Image: VW Cross Polo. Photograph: Kind courtesy, Volkswagen

Believe it or not, buying a car is still considered a status symbol in India. Though the advent of the small car has created a huge dent in this reputation, but the fact still remains that a car is a cherished dream of every Indian. Owning a car is made simpler by the fabulous offers by various banks and car finance companies in India on almost every car model. Now, you don’t need to book a car (most of the models) in advance, there is no requirement that you pay entire cost of the car in cash, just have a part of the total cost, add some creditworthiness and rest is filled up by a decent car loan.

Almost every car, be it used or new, is financed and accessible to all those who inspire confidence in banks and car finance companies.

With the car loan taking so much importance and lots and lots of information bombarded on the average consumer via different media, it is very easy to get lured into a trap. To know the intricacies of car loans is the only way one can avoid getting into an unwanted situation and later repent in leisure.

Here we take a look at few such things, which can save a lot for every car loan customer.

1. Borrow as little as possible

Remember every paisa you borrow has to be paid back to the bank or finance company with interest. So, the less you borrow the better it will be. In addition, the interest payments will be lesser and loan can be paid off within a short period. This also means that you should pay a good sum as the down payment for your car loan.
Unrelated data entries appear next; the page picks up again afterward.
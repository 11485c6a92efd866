/// Canonical error type used across all modules.
///
/// Malformed tool-call arguments are not errors. They surface as a
/// [`crate::protocol::canonical::CanonicalEvent::ToolCallError`] event and the
/// stream continues.
#[derive(Debug, thiserror::Error)]
pub enum CanonicalError {
    #[error("Config error: {0}")]
    Config(String),
    #[error("Upstream error: status={status}, message={message}")]
    Upstream { status: u16, message: String },
    #[error("Transport error: {0}")]
    Transport(String),
    #[error("Decode error: {0}")]
    Decode(String),
    #[error("Internal error: {0}")]
    Internal(String),
}

/// Broad error category, used to pick the user-facing outcome of a failure.
#[derive(Debug, Clone, Copy, PartialEq, Eq)]
pub enum ErrorCategory {
    InvalidRequest,
    Authentication,
    RateLimit,
    ServerError,
    Unknown,
}

/// Map an upstream HTTP status code to an error category.
#[must_use]
pub fn category_from_upstream_status(status: u16) -> ErrorCategory {
    match status {
        400 | 404 | 422 => ErrorCategory::InvalidRequest,
        401 | 403 => ErrorCategory::Authentication,
        429 => ErrorCategory::RateLimit,
        500..=599 => ErrorCategory::ServerError,
        _ => ErrorCategory::Unknown,
    }
}

impl CanonicalError {
    #[must_use]
    pub fn category(&self) -> ErrorCategory {
        match self {
            CanonicalError::Config(_) | CanonicalError::Decode(_) => {
                ErrorCategory::InvalidRequest
            }
            CanonicalError::Transport(_) | CanonicalError::Internal(_) => {
                ErrorCategory::ServerError
            }
            CanonicalError::Upstream { status, .. } => category_from_upstream_status(*status),
        }
    }

    /// Whether the caller may reasonably offer a retry for this failure.
    #[must_use]
    pub fn is_retryable(&self) -> bool {
        matches!(
            self.category(),
            ErrorCategory::RateLimit | ErrorCategory::ServerError
        )
    }
}
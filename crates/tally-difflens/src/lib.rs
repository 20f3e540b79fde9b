//! Diff parsing, line counting, ignore patterns and language inference.
//!
//! Turns the raw patch of a commit into per-file line counts and decides
//! which language, if any, each changed file counts towards.

pub mod ignore;
pub mod language;
pub mod lines;
pub mod parser;
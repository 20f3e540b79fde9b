use std::path::PathBuf;

/// Errors that can occur while mining contribution statistics.
///
/// Library crates return this type directly; the `tally` binary converts
/// it into a `miette` report at the boundary.
///
/// # Examples
///
/// ```
/// use tally_core::TallyError;
///
/// let err = TallyError::Config("no authors specified".into());
/// assert!(err.to_string().contains("no authors"));
/// ```
#[derive(Debug, thiserror::Error, miette::Diagnostic)]
pub enum TallyError {
    /// Filesystem I/O failure.
    #[error("IO error: {0}")]
    Io(#[from] std::io::Error),

    /// Invalid or missing configuration.
    #[error("configuration error: {0}")]
    #[diagnostic(code(tally::config))]
    Config(String),

    /// Repository access failure (open, log, diff, tree or blob read).
    #[error("git error: {0}")]
    #[diagnostic(code(tally::git))]
    Git(String),

    /// Malformed diff or timestamp input.
    #[error("parse error: {0}")]
    Parse(String),

    /// JSON serialization / deserialization failure.
    #[error("serialization error: {0}")]
    Serialization(#[from] serde_json::Error),

    /// TOML deserialization failure.
    #[error("TOML parse error: {0}")]
    #[diagnostic(code(tally::toml), help("check the syntax of your .tally.toml"))]
    Toml(#[from] toml::de::Error),

    /// A required file was not found.
    #[error("file not found: {}", .0.display())]
    #[diagnostic(code(tally::file_not_found))]
    FileNotFound(PathBuf),
}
Of course, arranging this down payment can be a daunting task, but if you are able to do it without pushing too hard, go for it.

2. Popular models have better interest rates and good tie-ups

If you are looking for a model, which is rarely seen on road, be prepared to shell out more. Higher interest rates, processing fees, down payments and other charges greet those who are looking for an offbeat model. On the other hand cheaper terms make the popular models better option to buy.

Good reputation, great after sales service, and low maintenance make a car popular and backed by a good car loan they become simply irresistible.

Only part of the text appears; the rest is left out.